◆ Exercise directions ◆
Each line of the listing needs to be given again exactly.

◆ Dataset records ◆
+++++
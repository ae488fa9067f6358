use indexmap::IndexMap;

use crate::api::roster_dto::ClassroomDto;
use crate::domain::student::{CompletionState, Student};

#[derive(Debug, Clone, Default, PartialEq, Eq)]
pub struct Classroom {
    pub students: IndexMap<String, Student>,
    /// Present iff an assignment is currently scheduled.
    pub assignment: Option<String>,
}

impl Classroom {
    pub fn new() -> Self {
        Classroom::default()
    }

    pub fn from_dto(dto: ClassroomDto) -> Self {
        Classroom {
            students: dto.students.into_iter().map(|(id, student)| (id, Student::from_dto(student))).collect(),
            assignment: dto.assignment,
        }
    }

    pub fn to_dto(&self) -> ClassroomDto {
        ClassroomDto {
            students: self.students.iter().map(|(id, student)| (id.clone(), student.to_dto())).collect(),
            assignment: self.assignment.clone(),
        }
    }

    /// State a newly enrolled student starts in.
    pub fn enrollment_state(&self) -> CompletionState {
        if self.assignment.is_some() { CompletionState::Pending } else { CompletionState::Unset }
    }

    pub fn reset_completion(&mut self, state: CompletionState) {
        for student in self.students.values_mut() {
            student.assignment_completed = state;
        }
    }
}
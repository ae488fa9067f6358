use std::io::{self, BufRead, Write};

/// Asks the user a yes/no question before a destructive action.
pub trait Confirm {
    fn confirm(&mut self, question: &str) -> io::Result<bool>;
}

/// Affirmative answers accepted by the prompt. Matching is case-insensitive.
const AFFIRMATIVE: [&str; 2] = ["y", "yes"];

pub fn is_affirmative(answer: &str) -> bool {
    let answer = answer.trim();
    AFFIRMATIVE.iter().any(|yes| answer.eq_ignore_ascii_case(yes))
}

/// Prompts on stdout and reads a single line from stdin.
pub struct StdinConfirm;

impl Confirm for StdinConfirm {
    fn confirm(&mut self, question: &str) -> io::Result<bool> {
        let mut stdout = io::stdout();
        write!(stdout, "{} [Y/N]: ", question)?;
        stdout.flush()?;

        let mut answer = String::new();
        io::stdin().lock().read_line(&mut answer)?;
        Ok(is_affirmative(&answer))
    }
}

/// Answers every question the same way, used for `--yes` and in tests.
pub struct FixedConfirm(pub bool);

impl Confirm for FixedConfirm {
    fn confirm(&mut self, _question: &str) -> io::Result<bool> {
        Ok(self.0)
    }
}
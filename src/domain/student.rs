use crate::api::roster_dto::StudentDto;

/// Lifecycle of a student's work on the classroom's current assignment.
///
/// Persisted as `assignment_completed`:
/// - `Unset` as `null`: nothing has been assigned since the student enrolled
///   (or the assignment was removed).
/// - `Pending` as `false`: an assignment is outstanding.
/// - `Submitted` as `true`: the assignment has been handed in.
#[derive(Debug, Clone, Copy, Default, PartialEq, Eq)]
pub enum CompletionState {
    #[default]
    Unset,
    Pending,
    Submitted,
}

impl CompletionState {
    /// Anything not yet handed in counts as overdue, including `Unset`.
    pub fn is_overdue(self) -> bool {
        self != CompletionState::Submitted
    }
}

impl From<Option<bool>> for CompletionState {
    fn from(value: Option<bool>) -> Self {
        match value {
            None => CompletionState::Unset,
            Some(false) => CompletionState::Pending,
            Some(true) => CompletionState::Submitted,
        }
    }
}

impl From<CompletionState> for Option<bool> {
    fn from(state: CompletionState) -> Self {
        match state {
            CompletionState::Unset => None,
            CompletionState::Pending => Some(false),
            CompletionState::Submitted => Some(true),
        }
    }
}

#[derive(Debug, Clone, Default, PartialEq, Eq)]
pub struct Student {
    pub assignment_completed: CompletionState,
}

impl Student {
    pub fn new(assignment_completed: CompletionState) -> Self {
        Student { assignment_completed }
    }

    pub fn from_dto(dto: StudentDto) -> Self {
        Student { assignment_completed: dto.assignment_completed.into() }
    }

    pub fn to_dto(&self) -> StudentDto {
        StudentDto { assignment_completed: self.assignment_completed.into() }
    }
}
+++++
◆ Answer space ◆
repository ae488fa9067f6358
use indexmap::IndexMap;

use crate::api::roster_dto::ClassroomDto;
use crate::domain::student::{CompletionState, Student};

#[derive(Debug, Clone, Default, PartialEq, Eq)]
pub struct Classroom {
    pub students: IndexMap<String, Student>,
    /// Present iff an assignment is currently scheduled.
    pub assignment: Option<String>,
}

impl Classroom {
    pub fn new() -> Self {
        Classroom::default()
    }

    pub fn from_dto(dto: ClassroomDto) -> Self {
        Classroom {
            students: dto.students.into_iter().map(|(id, student)| (id, Student::from_dto(student))).collect(),
            assignment: dto.assignment,
        }
    }

    pub fn to_dto(&self) -> ClassroomDto {
        ClassroomDto {
            students: self.students.iter().map(|(id, student)| (id.clone(), student.to_dto())).collect(),
            assignment: self.assignment.clone(),
        }
    }

    /// State a newly enrolled student starts in.
    pub fn enrollment_state(&self) -> CompletionState {
        if self.assignment.is_some() { CompletionState::Pending } else { CompletionState::Unset }
    }

    pub fn reset_completion(&mut self, state: CompletionState) {
        for student in self.students.values_mut() {
            student.assignment_completed = state;
        }
    }
}
repository ae488fa9067f6358
use std::io::{self, BufRead, Write};

/// Asks the user a yes/no question before a destructive action.
pub trait Confirm {
    fn confirm(&mut self, question: &str) -> io::Result<bool>;
}

/// Affirmative answers accepted by the prompt. Matching is case-insensitive.
const AFFIRMATIVE: [&str; 2] = ["y", "yes"];

pub fn is_affirmative(answer: &str) -> bool {
    let answer = answer.trim();
    AFFIRMATIVE.iter().any(|yes| answer.eq_ignore_ascii_case(yes))
}

/// Prompts on stdout and reads a single line from stdin.
pub struct StdinConfirm;

impl Confirm for StdinConfirm {
    fn confirm(&mut self, question: &str) -> io::Result<bool> {
        let mut stdout = io::stdout();
        write!(stdout, "{} [Y/N]: ", question)?;
        stdout.flush()?;

        let mut answer = String::new();
        io::stdin().lock().read_line(&mut answer)?;
        Ok(is_affirmative(&answer))
    }
}

/// Answers every question the same way, used for `--yes` and in tests.
pub struct FixedConfirm(pub bool);

impl Confirm for FixedConfirm {
    fn confirm(&mut self, _question: &str) -> io::Result<bool> {
        Ok(self.0)
    }
}
filename src/domain/student.rs
use crate::api::roster_dto::StudentDto;

/// Lifecycle of a student's work on the classroom's current assignment.
///
/// Persisted as `assignment_completed`:
/// - `Unset` as `null`: nothing has been assigned since the student enrolled
///   (or the assignment was removed).
/// - `Pending` as `false`: an assignment is outstanding.
/// - `Submitted` as `true`: the assignment has been handed in.
#[derive(Debug, Clone, Copy, Default, PartialEq, Eq)]
pub enum CompletionState {
    #[default]
    Unset,
    Pending,
    Submitted,
}

impl CompletionState {
    /// Anything not yet handed in counts as overdue, including `Unset`.
    pub fn is_overdue(self) -> bool {
        self != CompletionState::Submitted
    }
}

impl From<Option<bool>> for CompletionState {
    fn from(value: Option<bool>) -> Self {
        match value {
            None => CompletionState::Unset,
            Some(false) => CompletionState::Pending,
            Some(true) => CompletionState::Submitted,
        }
    }
}

impl From<CompletionState> for Option<bool> {
    fn from(state: CompletionState) -> Self {
        match state {
            CompletionState::Unset => None,
            CompletionState::Pending => Some(false),
            CompletionState::Submitted => Some(true),
        }
    }
}

#[derive(Debug, Clone, Default, PartialEq, Eq)]
pub struct Student {
    pub assignment_completed: CompletionState,
}

impl Student {
    pub fn new(assignment_completed: CompletionState) -> Self {
        Student { assignment_completed }
    }

    pub fn from_dto(dto: StudentDto) -> Self {
        Student { assignment_completed: dto.assignment_completed.into() }
    }

    pub fn to_dto(&self) -> StudentDto {
        StudentDto { assignment_completed: self.assignment_completed.into() }
    }
}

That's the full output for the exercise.